本文介绍分布式爬取搜狐新闻的方法
- 基于redis 实现分布式
- 基于newspaper实现正文抽取 newspaper3k for python3
- 没有使用scrapy,python原生多线程实现
- 本地文件存储(对于ES,MongoDB自行添加代码支持,不难,但是本人侧重于使用本地txt存储)
获取所有新闻url
通过拼接Base URL即可访问到当天所有的新闻列表,一千多条的样子。存入redis以待消费。详细拼接办法见代码
def getALLUR()
pass
通过多机访问redis进行消费
def checkdone()
pass
from newspaper import Article
import json
import threading
from concurrent.futures import ThreadPoolExecutor
import time
import redis
#一些初始化工作
pool = redis.ConnectionPool(host='localhost', port=6379, decode_responses=True)
r = redis.Redis(connection_pool=pool)
output= open("sohu50.txt","w",encoding="utf-8")
#通过baseurl获取当日列表
def getURLS(url):
article = Article(url,language='zh')
article.download()
result = article.html
result = result[16:]
result = result.replace("category","\"category\"").replace("item","\"item\"")
try:
resultobj = json.loads(result)
except Exception as e:
return
return resultobj
#newpaper获取文章内容
def getContent(url):
article = Article(url,language='zh')
try:
article.download()
article.parse()
#article.nlp()
except Exception as e:
return
content = article.text
title = article.title
return title.strip(),content.strip()#,article.nlp()

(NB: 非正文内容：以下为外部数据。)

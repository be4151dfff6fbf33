//! # sucupira-tool
//!
//! Tools agents can call besides the catalog search in `sucupira-rag`:
//!
//! - [`FunctionTool`]: wrap an async closure as a tool.
//! - [`CrossrefJournalTool`]: journal metadata by ISSN from the Crossref API.
//!
//! Register them on a [`sucupira_core::ToolRegistry`]; the registry validates
//! arguments and turns failures into observations.

pub mod crossref;
pub mod function;

pub use crossref::{CROSSREF_BASE_URL, CrossrefJournalTool, CrossrefJournalToolBuilder, JournalInfo, normalize_issn};
pub use function::FunctionTool;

# 单线程获取url对应的文章标题与内容,同时显示当个url处理时间,newpaper比较慢,更推荐goose
def signalThread(url):
value = r.get(url)
if value!="done":
start = time.time()
news = {}
news["url"]= url
news["title"],news["content"]=getContent(url)
line = json.dumps(news)
output.write(line+"\n")
print(time.time()-start)
r.set(url,"done")
return
def getALLURL():
url = "http://news.sohu.com/_scroll_newslist/20{}{}{}/news.inc"
#遍历所有日期去去获取当天的url中
for i in range(9,20):
for j in range(1,13):
for d in range(1,32):
target =url.format(str(i).zfill(2),str(j).zfill(2),str(d).zfill(2))
allurls = getURLS(target)
if not allurls:
continue
for item in allurls["item"]:
targetUrl = item[2]
res = r.set(targetUrl,1)
def checkdone():
with ThreadPoolExecutor(600) as executor:
put = []
for key in r.scan_iter(count = 600):#维护一个600大小的线程池,每次提交600个URL
put.append(key)
if len(put)>600:
executor.map(signalThread,put)
put= []
getALLURL()
checkdone()